[ABOUT THIS TASK]: Using the records below, please work out how many lines contain "ProductUuid"; answer with the number alone.

[EXERCISE INPUT]:
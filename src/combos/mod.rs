//! Combos
//!
//! Fixed groups of products sold together for less than their separate prices.

use jiff::Timestamp;
use rusty_money::{Money, iso::Currency};
use smallvec::SmallVec;
use thiserror::Error;

use crate::{
    ids::{ComboUuid, ConstructId, ProductUuid},
    orders::LineItem,
    promotions::conditions::VariantSelector,
    schedule::Schedule,
};

pub mod resolver;

pub use resolver::{ComboAllocation, ComboMatch, ComboResolution, resolve};

/// Errors constructing a combo.
#[derive(Debug, Clone, Error, PartialEq, Eq)]
pub enum ComboError {
    /// A combo must contain at least one item.
    #[error("combo has no items")]
    NoItems,

    /// An item asks for zero units (item index).
    #[error("combo item {0} has a quantity of zero")]
    ZeroQuantity(usize),

    /// The combo price is above the original price (minor units).
    #[error("combo price {combo_price} exceeds original price {original_price}")]
    PriceExceedsOriginal {
        /// Combo price in minor units.
        combo_price: i64,

        /// Original price in minor units.
        original_price: i64,
    },

    /// A price is negative.
    #[error("combo prices must not be negative")]
    NegativePrice,

    /// Original and combo prices use different currencies.
    #[error("combo prices use different currencies: {0} and {1}")]
    CurrencyMismatch(&'static str, &'static str),

    /// A buy-get combo needs something to buy and something to get.
    #[error("buy-get combos need at least two items")]
    BogoNeedsTwoItems,
}

/// How a matched combo is priced.
#[derive(Debug, Clone, Copy, PartialEq, Eq)]
pub enum ComboType {
    /// The group is sold at the combo price.
    Bundle,

    /// Buy the leading items, get the last item's units free.
    Bogo,

    /// Several units sold at the combo price.
    MultiBuy,
}

/// Lifecycle state set by operators.
#[derive(Debug, Clone, Copy, Default, PartialEq, Eq)]
pub enum ComboStatus {
    /// Available for matching.
    #[default]
    Active,

    /// Temporarily switched off.
    Inactive,

    /// Retired.
    Archived,
}

/// One slot of a combo.
#[derive(Debug, Clone, PartialEq, Eq)]
pub struct ComboItem {
    product: ProductUuid,
    variants: VariantSelector,
    quantity: u32,
}

impl ComboItem {
    /// Create an item accepting any variant of `product`.
    pub fn new(product: ProductUuid, quantity: u32) -> Self {
        Self {
            product,
            variants: VariantSelector::AllVariants,
            quantity,
        }
    }

    /// Restrict the item to some variants.
    #[must_use]
    pub fn with_variants(mut self, variants: VariantSelector) -> Self {
        self.variants = variants;
        self
    }

    /// Returns the product
    pub fn product(&self) -> ProductUuid {
        self.product
    }

    /// Returns the variant selector
    pub fn variants(&self) -> &VariantSelector {
        &self.variants
    }

    /// Returns the number of units required
    pub fn quantity(&self) -> u32 {
        self.quantity
    }

    /// Whether an order line can supply units for this item.
    pub fn accepts(&self, line: &LineItem<'_>) -> bool {
        line.product() == self.product && self.variants.matches(line.variant())
    }
}

/// A product combo.
#[derive(Debug, Clone, PartialEq)]
pub struct Combo<'a> {
    uuid: ComboUuid,
    name: String,
    kind: ComboType,
    items: SmallVec<[ComboItem; 4]>,
    original_price: Money<'a, Currency>,
    combo_price: Money<'a, Currency>,
    status: ComboStatus,
    schedule: Schedule,
}

impl<'a> Combo<'a> {
    /// Create an active combo with no date window.
    ///
    /// # Errors
    ///
    /// Returns a [`ComboError`] if the items or prices are inconsistent.
    pub fn new(
        uuid: ComboUuid,
        kind: ComboType,
        items: impl IntoIterator<Item = ComboItem>,
        original_price: Money<'a, Currency>,
        combo_price: Money<'a, Currency>,
    ) -> Result<Self, ComboError> {
        let items: SmallVec<[ComboItem; 4]> = items.into_iter().collect();

        if items.is_empty() {
            return Err(ComboError::NoItems);
        }

        if let Some(idx) = items.iter().position(|item| item.quantity == 0) {
            return Err(ComboError::ZeroQuantity(idx));
        }

        if kind == ComboType::Bogo && items.len() < 2 {
            return Err(ComboError::BogoNeedsTwoItems);
        }

        if original_price.currency() != combo_price.currency() {
            return Err(ComboError::CurrencyMismatch(
                original_price.currency().iso_alpha_code,
                combo_price.currency().iso_alpha_code,
            ));
        }

        let original = original_price.to_minor_units();
        let combo = combo_price.to_minor_units();

        if original < 0 || combo < 0 {
            return Err(ComboError::NegativePrice);
        }

        if combo > original {
            return Err(ComboError::PriceExceedsOriginal {
                combo_price: combo,
                original_price: original,
            });
        }

        Ok(Self {
            uuid,
            name: String::new(),
            kind,
            items,
            original_price,
            combo_price,
            status: ComboStatus::Active,
            schedule: Schedule::always(),
        })
    }

    /// Set the display name.
    #[must_use]
    pub fn with_name(mut self, name: impl Into<String>) -> Self {
        self.name = name.into();
        self
    }

    /// Set the lifecycle status.
    #[must_use]
    pub fn with_status(mut self, status: ComboStatus) -> Self {
        self.status = status;
        self
    }

    /// Set the date window.
    #[must_use]
    pub fn with_schedule(mut self, schedule: Schedule) -> Self {
        self.schedule = schedule;
        self
    }

    /// Returns the combo uuid
    pub fn uuid(&self) -> ComboUuid {
        self.uuid
    }

    /// Returns the display name
    pub fn name(&self) -> &str {
        &self.name
    }

    /// Returns the combo type
    pub fn kind(&self) -> ComboType {
        self.kind
    }

    /// Returns the items
    pub fn items(&self) -> &[ComboItem] {
        &self.items
    }

    /// Returns the original price
    pub fn original_price(&self) -> Money<'a, Currency> {
        self.original_price
    }

    /// Returns the combo price
    pub fn combo_price(&self) -> Money<'a, Currency> {
        self.combo_price
    }

    /// Advertised saving: original price less combo price.
    pub fn savings(&self) -> Money<'a, Currency> {
        Money::from_minor(
            self.original_price.to_minor_units() - self.combo_price.to_minor_units(),
            self.original_price.currency(),
        )
    }

    /// Returns the status
    pub fn status(&self) -> ComboStatus {
        self.status
    }

    /// Currency of the combo's prices.
    pub fn currency(&self) -> &'a Currency {
        self.combo_price.currency()
    }

    /// The construct id used in discount lines.
    pub fn construct_id(&self) -> ConstructId {
        ConstructId::Combo(self.uuid)
    }

    /// Whether the combo is active and `now` is inside its window.
    pub fn is_live(&self, now: Timestamp) -> bool {
        self.status == ComboStatus::Active && self.schedule.is_live(now)
    }

    /// Units bought and units free for a buy-get combo.
    ///
    /// The last item is the free one; every other item must be bought.
    pub fn buy_get_units(&self) -> (u32, u32) {
        let Some((last, rest)) = self.items.split_last() else {
            return (0, 0);
        };

        let buy = rest
            .iter()
            .fold(0_u32, |acc, item| acc.saturating_add(item.quantity));

        (buy, last.quantity)
    }
}
//! Stacking
//!
//! Chooses which matched promotions apply and folds their actions over the remaining
//! subtotal.

use std::cmp::Ordering;

use jiff::Timestamp;
use rustc_hash::FxHashSet;
use tracing::debug;

use crate::{
    customers::CustomerHistory,
    ids::ConstructId,
    orders::OrderSnapshot,
    pricing::DiscountError,
    promotions::{
        Promotion,
        actions::{ActionBase, ActionOutcome, UnitRun},
        conditions::{all_match, line_is_eligible},
    },
};

/// Amounts still payable while discounts are folded in.
#[derive(Debug, Clone, Copy, PartialEq, Eq)]
pub struct Remainder {
    /// Merchandise still payable, in minor units.
    pub merchandise: i64,

    /// Shipping still payable, in minor units.
    pub shipping: i64,
}

impl Remainder {
    /// Take an outcome off the remainder.
    pub fn apply(&mut self, outcome: ActionOutcome) {
        match outcome {
            ActionOutcome::Merchandise(amount) => self.merchandise -= amount,
            ActionOutcome::Shipping(amount) => self.shipping -= amount,
        }
    }
}

/// One discount produced while stacking.
#[derive(Debug, Clone, PartialEq, Eq)]
pub struct StackedDiscount {
    /// The promotion that produced it.
    pub construct: ConstructId,

    /// The effect.
    pub outcome: ActionOutcome,
}

/// The promotions chosen for an order, in application order.
#[derive(Debug, Clone, Default)]
pub struct Selection<'p, 'a> {
    /// The single non-stackable promotion, if any matched.
    pub exclusive: Option<&'p Promotion<'a>>,

    /// Stackable promotions, highest priority first.
    pub stackable: Vec<&'p Promotion<'a>>,
}

impl<'p, 'a> Selection<'p, 'a> {
    /// Promotions in the order they are applied.
    pub fn ordered(&self) -> impl Iterator<Item = &'p Promotion<'a>> + '_ {
        self.exclusive.into_iter().chain(self.stackable.iter().copied())
    }

    /// Whether nothing was selected.
    pub fn is_empty(&self) -> bool {
        self.exclusive.is_none() && self.stackable.is_empty()
    }
}

/// Application order: priority descending, then earliest start, then uuid.
pub fn precedence(a: &Promotion<'_>, b: &Promotion<'_>) -> Ordering {
    b.priority()
        .cmp(&a.priority())
        .then_with(|| a.starts_at().cmp(&b.starts_at()))
        .then_with(|| a.uuid().cmp(&b.uuid()))
}

/// Whether a promotion may be considered at all for this customer at `now`.
pub fn is_eligible(promotion: &Promotion<'_>, now: Timestamp, history: &CustomerHistory) -> bool {
    let construct = ConstructId::Promotion(promotion.uuid());

    promotion.schedule().is_live(now)
        && !promotion.limits().is_exhausted()
        && !promotion
            .limits()
            .is_exhausted_for(history.redemptions(&construct))
}

/// Evaluate `promotions` against the post-combo snapshot and choose the applied set.
///
/// Among matching non-stackable promotions only the one with the highest precedence is
/// kept.
pub fn select<'p, 'a>(
    promotions: impl IntoIterator<Item = &'p Promotion<'a>>,
    snapshot: &OrderSnapshot<'_, '_>,
    now: Timestamp,
    history: &CustomerHistory,
    excluded: &FxHashSet<ConstructId>,
) -> Selection<'p, 'a>
where
    'a: 'p,
{
    let (stackable, non_stackable): (Vec<&'p Promotion<'a>>, Vec<&'p Promotion<'a>>) = promotions
        .into_iter()
        .filter(|promotion| !excluded.contains(&ConstructId::Promotion(promotion.uuid())))
        .filter(|promotion| is_eligible(promotion, now, history))
        .filter(|promotion| all_match(promotion.conditions(), snapshot))
        .partition(|promotion| promotion.is_stackable());

    let exclusive = non_stackable
        .iter()
        .copied()
        .min_by(|a, b| precedence(a, b));

    if non_stackable.len() > 1 {
        debug!(
            matched = non_stackable.len(),
            chosen = ?exclusive.map(Promotion::uuid),
            "discarding lower-precedence non-stackable promotions"
        );
    }

    let mut stackable = stackable;
    stackable.sort_by(|a, b| precedence(a, b));

    Selection {
        exclusive,
        stackable,
    }
}

/// Runs of units a promotion's unit-level actions may discount, one per eligible line.
///
/// Units already consumed by combos are left out.
pub fn eligible_units(
    promotion: &Promotion<'_>,
    snapshot: &OrderSnapshot<'_, '_>,
    consumed: &[u32],
) -> Vec<UnitRun> {
    snapshot
        .lines()
        .enumerate()
        .filter(|(_, line)| line_is_eligible(promotion.conditions(), line))
        .filter_map(|(idx, line)| {
            let free = line
                .quantity()
                .saturating_sub(consumed.get(idx).copied().unwrap_or(0));

            (free > 0).then(|| UnitRun::new(line.unit_minor(), u64::from(free)))
        })
        .collect()
}

/// Apply the selected promotions in order, each against what the previous ones left.
///
/// Every action of a promotion runs against the running remainder, so a cap is measured
/// against that action's own base. Zero-value outcomes are dropped.
///
/// # Errors
///
/// Returns a [`DiscountError`] if an action cannot be computed.
pub fn apply_selection(
    selection: &Selection<'_, '_>,
    snapshot: &OrderSnapshot<'_, '_>,
    consumed: &[u32],
    remainder: &mut Remainder,
) -> Result<Vec<StackedDiscount>, DiscountError> {
    let mut discounts = Vec::new();

    for promotion in selection.ordered() {
        let construct = ConstructId::Promotion(promotion.uuid());

        let units = if promotion.actions().iter().any(|action| action.uses_units()) {
            eligible_units(promotion, snapshot, consumed)
        } else {
            Vec::new()
        };

        for action in promotion.actions() {
            let outcome = action.apply(&ActionBase {
                remaining: remainder.merchandise,
                shipping: remainder.shipping,
                units: &units,
            })?;

            if outcome.amount() <= 0 {
                continue;
            }

            remainder.apply(outcome);

            discounts.push(StackedDiscount {
                construct: construct.clone(),
                outcome,
            });
        }
    }

    Ok(discounts)
}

[RESULT]: 4